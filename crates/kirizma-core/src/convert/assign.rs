use serde::Serialize;
use tracing::{debug, warn};

use crate::chart::{Frame, Timeline};
use crate::config::{KirizmaMode, RomajiRules};
use crate::kana::{LaneSet, PhoneticStream, PhoneticSymbol, map_symbol};

/// Notes assigned to one output lane.
#[derive(Debug, Clone, Default, PartialEq, Eq, Serialize)]
pub struct LaneNotes {
    pub lane: &'static str,
    pub normal: Vec<Frame>,
    /// Freeze notes as (start, end).
    pub freeze: Vec<(Frame, Frame)>,
}

impl LaneNotes {
    fn new(lane: &'static str) -> Self {
        Self {
            lane,
            ..Default::default()
        }
    }

    pub fn is_empty(&self) -> bool {
        self.normal.is_empty() && self.freeze.is_empty()
    }
}

/// Result of reassigning a timeline across a lane set.
#[derive(Debug, Clone, PartialEq, Eq, Serialize)]
pub struct LaneAssignment {
    mode: KirizmaMode,
    lanes: Vec<LaneNotes>,
    /// Frames that ended up in no lane.
    dropped: usize,
}

impl LaneAssignment {
    /// Every lane of `mode`, all empty.
    pub fn empty(mode: KirizmaMode) -> Self {
        let lanes = LaneSet::for_mode(mode)
            .lanes()
            .iter()
            .copied()
            .map(LaneNotes::new)
            .collect();
        Self {
            mode,
            lanes,
            dropped: 0,
        }
    }

    fn lane_mut(&mut self, lane: &str) -> Option<&mut LaneNotes> {
        self.lanes.iter_mut().find(|notes| notes.lane == lane)
    }

    pub fn mode(&self) -> KirizmaMode {
        self.mode
    }

    /// Lanes in lane-set order.
    pub fn lanes(&self) -> &[LaneNotes] {
        &self.lanes
    }

    pub fn get(&self, lane: &str) -> Option<&LaneNotes> {
        self.lanes.iter().find(|notes| notes.lane == lane)
    }

    pub fn normal(&self, lane: &str) -> &[Frame] {
        self.get(lane).map(|n| n.normal.as_slice()).unwrap_or_default()
    }

    pub fn freeze(&self, lane: &str) -> &[(Frame, Frame)] {
        self.get(lane).map(|n| n.freeze.as_slice()).unwrap_or_default()
    }

    pub fn dropped(&self) -> usize {
        self.dropped
    }

    /// Number of notes, counting a freeze as one.
    pub fn note_count(&self) -> usize {
        self.lanes
            .iter()
            .map(|n| n.normal.len() + n.freeze.len())
            .sum()
    }
}

/// Walk `timeline` in lock-step with `stream` and sort each frame into a lane.
///
/// A sound followed by `ー` becomes a freeze from its own frame to the next
/// frame, provided that next frame exists; otherwise it is a normal note.
/// Frames without a symbol, with an unmappable symbol, or with a stray `ー`
/// are dropped.
pub fn reassign(
    timeline: &Timeline,
    stream: &PhoneticStream,
    mode: KirizmaMode,
    rules: &RomajiRules,
) -> LaneAssignment {
    let mut assignment = LaneAssignment::empty(mode);

    if stream.len() < timeline.len() {
        warn!(
            "{} frames but only {} phonetic symbols; the last {} frames will be dropped",
            timeline.len(),
            stream.len(),
            timeline.len() - stream.len()
        );
    } else if stream.len() > timeline.len() {
        debug!(
            "{} phonetic symbols beyond the last frame are ignored",
            stream.len() - timeline.len()
        );
    }

    // Set when the previous frame opened a freeze, so the following `ー`
    // is its end rather than a stray mark.
    let mut freeze_open = false;

    for (i, frame) in timeline.frames().enumerate() {
        let symbol = match stream.get(i) {
            Some(PhoneticSymbol::Elongation) => {
                if !std::mem::take(&mut freeze_open) {
                    assignment.dropped += 1;
                }
                continue;
            }
            Some(symbol) => symbol,
            None => {
                assignment.dropped += 1;
                continue;
            }
        };

        let Some(lane) = map_symbol(symbol, mode, rules) else {
            debug!("No {} lane for {:?} at frame {}", mode, symbol, frame);
            assignment.dropped += 1;
            continue;
        };

        let end = if stream.is_elongation_at(i + 1) {
            timeline.get(i + 1)
        } else {
            None
        };

        let Some(notes) = assignment.lane_mut(lane) else {
            assignment.dropped += 1;
            continue;
        };
        match end {
            Some(end) => {
                notes.freeze.push((frame, end));
                freeze_open = true;
            }
            None => notes.normal.push(frame),
        }
    }

    debug!(
        "Assigned {} notes, dropped {} frames",
        assignment.note_count(),
        assignment.dropped
    );
    assignment
}

#[cfg(test)]
mod tests {
    use super::*;

    fn timeline(frames: &[i64]) -> Timeline {
        frames.iter().copied().map(Frame::At).collect()
    }

    fn at(frames: &[i64]) -> Vec<Frame> {
        frames.iter().copied().map(Frame::At).collect()
    }

    #[test]
    fn test_empty_assignment_has_every_lane() {
        let assignment = LaneAssignment::empty(KirizmaMode::Kana);
        assert_eq!(assignment.lanes().len(), 46);
        assert!(assignment.lanes().iter().all(LaneNotes::is_empty));
    }

    #[test]
    fn test_freeze_pairing() {
        let assignment = reassign(
            &timeline(&[10, 20, 30]),
            &PhoneticStream::parse("かーた"),
            KirizmaMode::Kana,
            &RomajiRules::default(),
        );

        assert_eq!(
            assignment.freeze("KA"),
            &[(Frame::At(10), Frame::At(20))]
        );
        assert!(assignment.normal("KA").is_empty());
        assert_eq!(assignment.normal("TA"), at(&[30]).as_slice());
        assert_eq!(assignment.dropped(), 0);
        for notes in assignment.lanes() {
            assert!(!notes.normal.contains(&Frame::At(10)));
            assert!(!notes.normal.contains(&Frame::At(20)));
        }
    }

    #[test]
    fn test_drop_on_shortage() {
        let assignment = reassign(
            &timeline(&[5, 15, 25]),
            &PhoneticStream::parse("あ"),
            KirizmaMode::Romaji,
            &RomajiRules::default(),
        );

        assert_eq!(assignment.normal("A"), at(&[5]).as_slice());
        assert_eq!(assignment.note_count(), 1);
        assert_eq!(assignment.dropped(), 2);
    }

    #[test]
    fn test_trailing_elongation_without_frame_is_normal() {
        let assignment = reassign(
            &timeline(&[10, 20]),
            &PhoneticStream::parse("あかー"),
            KirizmaMode::Romaji,
            &RomajiRules::default(),
        );

        assert_eq!(assignment.normal("A"), at(&[10]).as_slice());
        assert_eq!(assignment.normal("K"), at(&[20]).as_slice());
        assert!(assignment.freeze("K").is_empty());
    }

    #[test]
    fn test_stray_elongation_drops_frame() {
        let assignment = reassign(
            &timeline(&[10, 20, 30, 40]),
            &PhoneticStream::parse("ーさーー"),
            KirizmaMode::Romaji,
            &RomajiRules::default(),
        );

        assert_eq!(
            assignment.freeze("S"),
            &[(Frame::At(20), Frame::At(30))]
        );
        assert_eq!(assignment.note_count(), 1);
        assert_eq!(assignment.dropped(), 2);
    }

    #[test]
    fn test_unmappable_symbol_drops_frame() {
        let assignment = reassign(
            &timeline(&[10, 20, 30]),
            &PhoneticStream::parse("AゎB"),
            KirizmaMode::Kana,
            &RomajiRules::default(),
        );

        assert_eq!(assignment.note_count(), 0);
        assert_eq!(assignment.dropped(), 3);
    }

    #[test]
    fn test_unmappable_freeze_start_drops_both_frames() {
        let assignment = reassign(
            &timeline(&[10, 20, 30]),
            &PhoneticStream::parse("ゎーあ"),
            KirizmaMode::Romaji,
            &RomajiRules::default(),
        );

        assert_eq!(assignment.normal("A"), at(&[30]).as_slice());
        assert_eq!(assignment.dropped(), 2);
    }

    #[test]
    fn test_romaji_rules_route_lanes() {
        let rules = RomajiRules {
            use_c_for_chi: true,
            use_x_for_n: true,
            ..Default::default()
        };
        let assignment = reassign(
            &timeline(&[1, 2, 3, 4]),
            &PhoneticStream::parse("ちんとな"),
            KirizmaMode::Romaji,
            &rules,
        );

        assert_eq!(assignment.normal("C"), at(&[1]).as_slice());
        assert_eq!(assignment.normal("X"), at(&[2]).as_slice());
        assert_eq!(assignment.normal("T"), at(&[3]).as_slice());
        assert_eq!(assignment.normal("N"), at(&[4]).as_slice());
    }

    #[test]
    fn test_latin_letters_in_romaji_mode() {
        let assignment = reassign(
            &timeline(&[100, 200, 300]),
            &PhoneticStream::parse("qーz"),
            KirizmaMode::Romaji,
            &RomajiRules::default(),
        );

        assert_eq!(
            assignment.freeze("Q"),
            &[(Frame::At(100), Frame::At(200))]
        );
        assert_eq!(assignment.normal("Z"), at(&[300]).as_slice());
    }
}
//! Convert command: DOS chart + lyric → lane chart.

use anyhow::{Context, Result};
use kirizma_core::{ConvertOptions, convert};
use tracing::{info, warn};

use crate::cli::{ConvertArgs, OutputFormat};
use crate::cli_utils;

/// Merge the config file (if any) with command-line overrides.
pub fn resolve_options(args: &ConvertArgs) -> Result<ConvertOptions> {
    let mut options = match &args.config {
        Some(path) => {
            let options = ConvertOptions::load(path)
                .with_context(|| format!("Failed to load config {}", path))?;
            info!("Loaded config from {}", path);
            options
        }
        None => ConvertOptions::default(),
    };

    if let Some(mode) = args.mode {
        options.mode = mode;
    }
    if let Some(slot) = args.in_slot {
        options.input_slot = slot;
    }
    if let Some(slot) = args.out_slot {
        options.output_slot = slot;
    }

    options.keep_onigiri |= args.keep_onigiri;
    options.keep_4key |= args.keep_4key;
    options.use_sleft |= args.use_sleft;

    options.rules.use_j_for_zi |= args.j_for_zi;
    options.rules.use_c_for_chi |= args.c_for_chi;
    options.rules.use_f_for_fu |= args.f_for_fu;
    options.rules.use_l_for_ra_row |= args.l_for_ra;
    options.rules.use_x_for_n |= args.x_for_n;

    options.extra_ignored.extend(args.ignore.iter().cloned());

    Ok(options)
}

pub fn run(args: &ConvertArgs) -> Result<()> {
    let options = resolve_options(args)?;

    let chart = cli_utils::read_input(args.chart.as_deref())?;
    let kana = match (&args.kana, &args.kana_file) {
        (Some(kana), _) => kana.clone(),
        (None, Some(path)) => cli_utils::read_input(Some(path.as_str()))?,
        (None, None) => anyhow::bail!("Either --kana or --kana-file is required"),
    };

    let conversion = convert(&chart, &kana, &options)?;

    if conversion.timeline.is_empty() {
        warn!("No timing data found in slot {}", options.input_slot);
    }
    eprintln!(
        "{} notes assigned, {} frames dropped",
        conversion.assignment.note_count(),
        conversion.assignment.dropped()
    );

    let content = match args.format {
        OutputFormat::Dos => conversion.output,
        OutputFormat::Json => conversion.to_json()?,
    };
    cli_utils::write_output(args.output.as_deref(), &content)
}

* * * * *

WORK TO COMPLETE - Output the listing above word for word, from the opening line through the line that contains "pub fn get(&self, lane: &str)", and leave out everything after it.

EXERCISE RESULT -
filename crates/kirizma-core/src/convert/assign.rs
use serde::Serialize;
use tracing::{debug, warn};

use crate::chart::{Frame, Timeline};
use crate::config::{KirizmaMode, RomajiRules};
use crate::kana::{LaneSet, PhoneticStream, PhoneticSymbol, map_symbol};

/// Notes assigned to one output lane.
#[derive(Debug, Clone, Default, PartialEq, Eq, Serialize)]
pub struct LaneNotes {
    pub lane: &'static str,
    pub normal: Vec<Frame>,
    /// Freeze notes as (start, end).
    pub freeze: Vec<(Frame, Frame)>,
}

impl LaneNotes {
    fn new(lane: &'static str) -> Self {
        Self {
            lane,
            ..Default::default()
        }
    }

    pub fn is_empty(&self) -> bool {
        self.normal.is_empty() && self.freeze.is_empty()
    }
}

/// Result of reassigning a timeline across a lane set.
#[derive(Debug, Clone, PartialEq, Eq, Serialize)]
pub struct LaneAssignment {
    mode: KirizmaMode,
    lanes: Vec<LaneNotes>,
    /// Frames that ended up in no lane.
    dropped: usize,
}

impl LaneAssignment {
    /// Every lane of `mode`, all empty.
    pub fn empty(mode: KirizmaMode) -> Self {
        let lanes = LaneSet::for_mode(mode)
            .lanes()
            .iter()
            .copied()
            .map(LaneNotes::new)
            .collect();
        Self {
            mode,
            lanes,
            dropped: 0,
        }
    }

    fn lane_mut(&mut self, lane: &str) -> Option<&mut LaneNotes> {
        self.lanes.iter_mut().find(|notes| notes.lane == lane)
    }

    pub fn mode(&self) -> KirizmaMode {
        self.mode
    }

    /// Lanes in lane-set order.
    pub fn lanes(&self) -> &[LaneNotes] {
        &self.lanes
    }

    pub fn get(&self, lane: &str) -> Option<&LaneNotes> {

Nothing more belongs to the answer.